■ **Work to be completed**
The response should be the lines of the data, starting at the first and ending at the one that contains "document section, e.g.", copied without change.

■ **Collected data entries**
────────────────────

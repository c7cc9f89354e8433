//! Error types for document loading and example resolution.
//!
//! Most resolution failures are recovered locally and only surface as
//! [`Diagnostic`](crate::Diagnostic)s. The errors in this module are the
//! ones a caller has to deal with.

/// Hard failure raised while resolving example references.
///
/// Only raised for reference strings the resolver cannot interpret at all.
/// Missing targets (unknown path, response, content type...) never end up here,
/// the placeholder is left unresolved and a diagnostic is reported instead.
#[derive(Debug, Clone, PartialEq, Eq, derive_more::Error, derive_more::Display)]
pub enum ResolveError {
    /// The operation segment of a `#/paths/...` reference is not one of
    /// `get`, `post`, `put`, `patch` or `delete`.
    #[display("Unsupported operation '{method}' in example reference '{reference}'")]
    UnsupportedMethod {
        /// The full reference string.
        reference: String,
        /// The offending (lower-cased) operation segment.
        method: String,
    },
}

/// Errors that can occur when loading an OpenAPI document.
#[derive(Debug, derive_more::Error, derive_more::Display, derive_more::From)]
pub enum DocumentError {
    /// Reading the document from disk failed.
    IoError(std::io::Error),

    /// The document is not valid JSON, or does not match the OpenAPI model.
    JsonError(serde_json::Error),

    /// The document is not valid YAML.
    #[cfg(feature = "yaml")]
    #[display("Invalid YAML document: {error}")]
    #[from(skip)]
    YamlError {
        /// The YAML parser error message.
        error: String,
    },

    /// The document parsed, but a section does not have the expected shape.
    #[display("Invalid document at '{section}': {error}")]
    #[from(skip)]
    InvalidSection {
        /// The document section, e.g. `components.examples`.
        section: &'static str,
        /// The underlying deserialization error.
        error: serde_json::Error,
    },

    /// The document has no `openapi` version field.
    #[display("Missing 'openapi' version field")]
    MissingVersion,
}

────────────────────

■ **Exercise result**
repository c7cc9f89354e8433
//! Error types for document loading and example resolution.
//!
//! Most resolution failures are recovered locally and only surface as
//! [`Diagnostic`](crate::Diagnostic)s. The errors in this module are the
//! ones a caller has to deal with.

/// Hard failure raised while resolving example references.
///
/// Only raised for reference strings the resolver cannot interpret at all.
/// Missing targets (unknown path, response, content type...) never end up here,
/// the placeholder is left unresolved and a diagnostic is reported instead.
#[derive(Debug, Clone, PartialEq, Eq, derive_more::Error, derive_more::Display)]
pub enum ResolveError {
    /// The operation segment of a `#/paths/...` reference is not one of
    /// `get`, `post`, `put`, `patch` or `delete`.
    #[display("Unsupported operation '{method}' in example reference '{reference}'")]
    UnsupportedMethod {
        /// The full reference string.
        reference: String,
        /// The offending (lower-cased) operation segment.
        method: String,
    },
}

/// Errors that can occur when loading an OpenAPI document.
#[derive(Debug, derive_more::Error, derive_more::Display, derive_more::From)]
pub enum DocumentError {
    /// Reading the document from disk failed.
    IoError(std::io::Error),

    /// The document is not valid JSON, or does not match the OpenAPI model.
    JsonError(serde_json::Error),

    /// The document is not valid YAML.
    #[cfg(feature = "yaml")]
    #[display("Invalid YAML document: {error}")]
    #[from(skip)]
    YamlError {
        /// The YAML parser error message.
        error: String,
    },

    /// The document parsed, but a section does not have the expected shape.
    #[display("Invalid document at '{section}': {error}")]
    #[from(skip)]
    InvalidSection {
        /// The document section, e.g. `components.examples`.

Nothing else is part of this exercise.